To model symptomatic human neonatal seizures, we induced seizures in rats at postnatal age 10 days (P10), an age established by numerous previous studies as comparable to the human neonatal period.34 Kainic acid injection caused behavioral seizures that progressively led to status epilepticus (SE). A behavioral rating scale, modified from previous work35, was used to quantify responses to kainic acid. At stage 1 onset, pups ceased normal exploratory behavior and remained immobile; at stage 2, frequent, sustained hindlimb scratching began; at stage 3, episodes of tonic extension of one side resulted in loss of balance; at stage 4, animals completely lost balance resulting in falling onto their backs, but with recovery; at stage 5, continuous clonic seizures involving all limbs and persistent loss of righting were present. As illustrated (Figure 2), animals passed predictably through this series of steps, but the rate at which animals progressed showed considerable variability, especially at later stages (i.e., stage 5 latency was 39.5 min +/- 12 min, s.d.).

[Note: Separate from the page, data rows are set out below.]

//! Landmark-driven plan disambiguation.
//!
//! Two stateless protocols over a hashed plan set:
//!
//! - **selection**: one static view listing every landmark whose achievers
//!   split the plan set, with prior selections applied as filters;
//! - **build**: an incremental walk (forward from the initial state or
//!   backward from the goal) that presents one decision at a time and narrows
//!   the live plans with each selection until one or none remain.
//!
//! A plan's *choice* for a landmark is the first action of the plan that
//! achieves it, or [`NOT_ACHIEVED`] when it has none. A landmark is a
//! *decision point* for a set of plans when those choices split the set into
//! two or more groups.
//!
//! Both entry points return `Ok(None)` when the landmarks or plans are
//! inconsistent with the task; [`handle_flow_output`] turns that into an
//! unprocessable error.

mod build;
pub mod graph;
mod selection;

use std::collections::{BTreeMap, HashMap, HashSet};

use serde::{Deserialize, Serialize};

use crate::error::{LemmingError, Result};
use crate::fingerprint::{normalize_action, PlanFingerprint};
use crate::landmarks::LandmarkGraph;
use crate::pddl::Domain;
use crate::types::{Plan, PlanningTask};

pub use build::generate_build_view;
pub use graph::{PlanGraph, PlanGraphEdge, PlanGraphNode};
pub use selection::generate_select_view;

/// Stand-in action for a plan that has already ended at a step decision.
pub const END_OF_PLAN: &str = "<end-of-plan>";

/// Stand-in achiever for a plan that never uses one of a landmark's
/// achievers (the landmark holds initially or its achiever list is partial).
pub const NOT_ACHIEVED: &str = "<not-achieved>";

// ─── Wire types ───────────────────────────────────────────────

/// One prior user choice.
#[derive(Clone, Debug, Default, PartialEq, Eq, Serialize, Deserialize)]
pub struct SelectionInfo {
    /// Landmark the choice was made for; `None` means "the current decision".
    #[serde(default)]
    pub landmark_id: Option<usize>,
    /// Set when answering a step decision of the build flow.
    #[serde(default)]
    pub step: Option<usize>,
    pub selected_first_achiever: String,
    /// Optional extra filter: keep only these plans.
    #[serde(default)]
    pub selected_plan_hashes: Vec<String>,
}

/// One option presented to the user.
#[derive(Clone, Debug, Default, PartialEq, Eq, Serialize, Deserialize)]
pub struct ChoiceInfo {
    pub landmark_id: Option<usize>,
    pub step: Option<usize>,
    pub facts: Vec<String>,
    pub first_achiever: String,
    pub plan_hashes: Vec<String>,
    pub is_available_for_choice: bool,
}

#[derive(Clone, Debug, Default, PartialEq, Serialize, Deserialize)]
pub struct PlanDisambiguatorInput {
    #[serde(default)]
    pub selection_infos: Vec<SelectionInfo>,
    #[serde(default)]
    pub landmarks: LandmarkGraph,
    #[serde(default)]
    pub domain: String,
    #[serde(default)]
    pub problem: String,
    #[serde(default)]
    pub plans: Vec<Plan>,
}

impl PlanDisambiguatorInput {
    pub fn check_domain_problem(&self) -> bool {
        self.planning_task().check_domain_problem()
    }

    pub fn planning_task(&self) -> PlanningTask {
        PlanningTask::new(self.domain.clone(), self.problem.clone())
    }
}

#[derive(Clone, Copy, Debug, Default, PartialEq, Eq, Serialize, Deserialize)]
#[serde(rename_all = "snake_case")]
pub enum ViewKind {
    #[default]
    Selection,
    BuildForward,
    BuildBackward,
}

#[derive(Clone, Copy, Debug, Default, PartialEq, Eq, Serialize, Deserialize)]
#[serde(rename_all = "snake_case")]
pub enum FlowStatus {
    /// More than one plan is live; `choice_infos` holds the next options.
    #[default]
    Choosing,
    /// Exactly one plan is live.
    Resolved,
    /// The selections exclude every plan.
    DeadEnd,
    /// There were no plans to begin with.
    NoPlans,
}

#[derive(Clone, Debug, Default, PartialEq, Serialize, Deserialize)]
pub struct PlanDisambiguatorOutput {
    pub view: ViewKind,
    pub status: FlowStatus,
    pub plans: Vec<Plan>,
    pub choice_infos: Vec<ChoiceInfo>,
    pub selected_plan_hash: Option<String>,
    pub plan_graph: PlanGraph,
}

impl PlanDisambiguatorOutput {
    fn no_plans(view: ViewKind) -> Self {
        Self {
            view,
            status: FlowStatus::NoPlans,
            ..Default::default()
        }
    }
}

/// Build traversal direction.
#[derive(Clone, Copy, Debug, PartialEq, Eq, Serialize, Deserialize)]
#[serde(rename_all = "snake_case")]
pub enum Direction {
    Forward,
    Backward,
}

impl Direction {
    pub fn view(self) -> ViewKind {
        match self {
            Self::Forward => ViewKind::BuildForward,
            Self::Backward => ViewKind::BuildBackward,
        }
    }
}

/// Map an absent flow output to an unprocessable-request error.
pub fn handle_flow_output(
    output: Option<PlanDisambiguatorOutput>,
) -> Result<PlanDisambiguatorOutput> {
    output.ok_or_else(|| {
        LemmingError::Unprocessable(
            "landmark or plan data is inconsistent with the given domain/problem".into(),
        )
    })
}

// ─── Shared context ───────────────────────────────────────────

/// Hashed, deduplicated plans plus each plan's choice per landmark.
pub(crate) struct Context<'a> {
    plans: Vec<Plan>,
    graph: &'a LandmarkGraph,
    /// `choices[landmark id][plan index]` = (normalized achiever, position)
    choices: HashMap<usize, Vec<Option<(String, usize)>>>,
}

impl<'a> Context<'a> {
    /// Validate the input against its task. `Ok(None)` flags inconsistent
    /// data; a domain that does not parse is an error.
    pub(crate) fn prepare(input: &'a PlanDisambiguatorInput) -> Result<Option<Self>> {
        input.planning_task().require_non_empty()?;
        let domain = Domain::parse(&input.domain)?;

        if let Err(err) = input.landmarks.validate() {
            tracing::warn!(error = %err, "landmark graph rejected");
            return Ok(None);
        }

        let mut seen = HashSet::new();
        let mut plans = Vec::with_capacity(input.plans.len());
        for plan in &input.plans {
            let fingerprint = PlanFingerprint::from_plan(plan);
            if let Some(declared) = &plan.hash {
                if *declared != fingerprint.hash {
                    tracing::warn!(
                        declared = %declared,
                        computed = fingerprint.short(),
                        "plan hash mismatch"
                    );
                    return Ok(None);
                }
            }
            let computed = fingerprint.hash;
            if let Some(action) = plan.actions.iter().find(|a| !matches_domain(&domain, a)) {
                tracing::warn!(action = %action, "plan action not in domain");
                return Ok(None);
            }
            if seen.insert(computed.clone()) {
                let mut plan = plan.clone();
                plan.hash = Some(computed);
                plans.push(plan);
            }
        }

        for landmark in &input.landmarks.landmarks {
            let achievers = landmark.possible_achievers.iter().chain(&landmark.first_achievers);
            if let Some(action) = achievers.into_iter().find(|a| !matches_domain(&domain, a)) {
                tracing::warn!(landmark = landmark.id, action = %action, "landmark achiever not in domain");
                return Ok(None);
            }
        }

        let choices = input
            .landmarks
            .landmarks
            .iter()
            .map(|landmark| {
                let pool = if landmark.possible_achievers.is_empty() {
                    &landmark.first_achievers
                } else {
                    &landmark.possible_achievers
                };
                let achievers: HashSet<String> = pool.iter().map(|a| normalize_action(a)).collect();
                let per_plan = plans
                    .iter()
                    .map(|plan| {
                        plan.actions.iter().enumerate().find_map(|(pos, action)| {
                            let action = normalize_action(action);
                            achievers.contains(&action).then_some((action, pos))
                        })
                    })
                    .collect();
                (landmark.id, per_plan)
            })
            .collect();

        tracing::debug!(
            plans = plans.len(),
            landmarks = input.landmarks.landmarks.len(),
            "disambiguation context ready"
        );
        Ok(Some(Self {
            plans,
            graph: &input.landmarks,
            choices,
        }))
    }

    pub(crate) fn plan_count(&self) -> usize {
        self.plans.len()
    }

    pub(crate) fn plan(&self, index: usize) -> &Plan {
        &self.plans[index]
    }

    pub(crate) fn hash(&self, index: usize) -> &str {
        self.plans[index].hash.as_deref().unwrap_or_default()
    }

    pub(crate) fn hashes(&self, indices: &[usize]) -> Vec<String> {
        indices.iter().map(|&i| self.hash(i).to_string()).collect()
    }

    pub(crate) fn choice(&self, landmark: usize, plan: usize) -> Option<&(String, usize)> {
        self.choices.get(&landmark)?.get(plan)?.as_ref()
    }

    /// A plan's achiever for `landmark`, [`NOT_ACHIEVED`] if it has none.
    pub(crate) fn achiever(&self, landmark: usize, plan: usize) -> &str {
        self.choice(landmark, plan)
            .map(|(achiever, _)| achiever.as_str())
            .unwrap_or(NOT_ACHIEVED)
    }

    /// Plans in `among` grouped by their achiever for `landmark`; every plan
    /// lands in exactly one group.
    pub(crate) fn groups(&self, landmark: usize, among: &[usize]) -> BTreeMap<String, Vec<usize>> {
        let mut groups: BTreeMap<String, Vec<usize>> = BTreeMap::new();
        for &plan in among {
            groups
                .entry(self.achiever(landmark, plan).to_string())
                .or_default()
                .push(plan);
        }
        groups
    }

    pub(crate) fn is_decision(&self, landmark: usize, among: &[usize]) -> bool {
        self.groups(landmark, among).len() >= 2
    }

    pub(crate) fn facts(&self, landmark: usize) -> Vec<String> {
        self.graph
            .get(landmark)
            .map(|l| l.facts.clone())
            .unwrap_or_default()
    }

    /// Landmark ids in traversal order for `live`.
    ///
    /// Kahn's algorithm over the ordering edges (reversed for backward),
    /// picking among ready landmarks by mean achiever position in `live`
    /// (earliest first forward, latest first backward), then by id.
    pub(crate) fn traversal_order(&self, live: &[usize], direction: Direction) -> Vec<usize> {
        let mean: HashMap<usize, f64> = self
            .graph
            .landmarks
            .iter()
            .map(|l| {
                let positions: Vec<usize> = live
                    .iter()
                    .filter_map(|&p| self.choice(l.id, p).map(|(_, pos)| *pos))
                    .collect();
                let key = if positions.is_empty() {
                    match direction {
                        Direction::Forward => f64::INFINITY,
                        Direction::Backward => f64::NEG_INFINITY,
                    }
                } else {
                    positions.iter().sum::<usize>() as f64 / positions.len() as f64
                };
                (l.id, key)
            })
            .collect();

        let mut indegree: HashMap<usize, usize> = self.graph.landmarks.iter().map(|l| (l.id, 0)).collect();
        let mut successors: HashMap<usize, Vec<usize>> = HashMap::new();
        let mut edges = HashSet::new();
        for ordering in &self.graph.orderings {
            let (from, to) = match direction {
                Direction::Forward => (ordering.from, ordering.to),
                Direction::Backward => (ordering.to, ordering.from),
            };
            if edges.insert((from, to)) {
                successors.entry(from).or_default().push(to);
                *indegree.entry(to).or_default() += 1;
            }
        }

        let mut ready: Vec<usize> = indegree
            .iter()
            .filter(|&(_, &d)| d == 0)
            .map(|(&id, _)| id)
            .collect();
        let mut order = Vec::with_capacity(indegree.len());
        while !ready.is_empty() {
            let best = (0..ready.len())
                .min_by(|&x, &y| {
                    let (a, b) = (ready[x], ready[y]);
                    let by_position = match direction {
                        Direction::Forward => mean[&a].total_cmp(&mean[&b]),
                        Direction::Backward => mean[&b].total_cmp(&mean[&a]),
                    };
                    by_position.then(a.cmp(&b))
                })
                .unwrap_or_default();
            let id = ready.swap_remove(best);
            order.push(id);
            for &next in successors.get(&id).into_iter().flatten() {
                if let Some(d) = indegree.get_mut(&next) {
                    *d -= 1;
                    if *d == 0 {
                        ready.push(next);
                    }
                }
            }
        }
        order
    }
}

/// `"(name a b)"` names a domain action with matching arity.
fn matches_domain(domain: &Domain, action: &str) -> bool {
    let normalized = normalize_action(action);
    let mut parts = normalized.split_whitespace();
    let Some(name) = parts.next() else {
        return false;
    };
    domain
        .action(name)
        .is_some_and(|schema| schema.params.len() == parts.count())
}

/// `(achiever)` as shown to users; sentinels stay bare.
pub(crate) fn display_action(normalized: &str) -> String {
    if normalized == END_OF_PLAN || normalized == NOT_ACHIEVED {
        normalized.to_string()
    } else {
        format!("({})", normalized)
    }
}

/// Keep only the plans whose hash is listed, when a list is given.
pub(crate) fn restrict_to_hashes(ctx: &Context<'_>, live: &mut Vec<usize>, hashes: &[String]) {
    if hashes.is_empty() {
        return;
    }
    live.retain(|&p| hashes.iter().any(|h| h == ctx.hash(p)));
}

To identify dose-response relationships for seizure prevention by flupirtine, phenobarbital and diazepam, we used a pretreatment protocol. Animals received one of the three anti-epileptic drugs, at various doses. After 15 minutes, animals received 2 mg/kg kainic acid, and were observed to see whether the drugs delayed or prevented the development of seizure behaviors. In each experimental trial, littermate controls received vehicle injections, followed by kainic acid. All three drugs showed evidence of sedative effects during the 15 minute wash-in period, manifested as dose-related reduction in spontaneous and stimulation-induced motor activity and hypotonia. At the highest doses tested, all three drugs resulted in essentially complete immobility within ten minutes, i.e.,prior to kainate administration. Because of these dose-related sedative effects, we used kainate-induced progression to seizure stage 5, a robust behavioral endpoint, for comparison between drug treatment groups (Figure 3). As expected, all control rats (n = 12) given vehicle followed by kainic acid showed signs of seizures, and 91% progressed to stage 5 (SE, Figure 3A-C). Phenobarbital, at doses up to 100 mg/kg, was ineffective in preventing the development of SE (Figure 3B). The serum concentrations of phenobarbital, 30 min after IP administration of 25 and 50 mg/kg, were 20.6 +/- 2.8 (s.e.m., n=3) and 38.4 +/- 2.2 μg/ml (s.e.m, n = 4), respectively, indicating that the upper clinical therapeutic range was attained. Diazepam pretreatment at doses as high as 16 mg/kg was also ineffective at preventing progression of kainic acid induced seizures to SE (Figure 3C). Unlike the standard agents, flupirtine suppressed kainic acid induced seizures in P10 rats potently and dose-dependently. Indeed, none of the young rats that received 50 mg/kg flupirtine (n = 7) developed stage 5 seizures (Figure 3A) within the two hour observation period, and all flupirtine treated animals survived. In spite of the small group size of these dose-finding experiments, flupirtine was significantly better than vehicle (p = 0.004) or either of the two approved drugs (p = 0.003) in prevention of progression to stage 5 seizures (Fisher exact test).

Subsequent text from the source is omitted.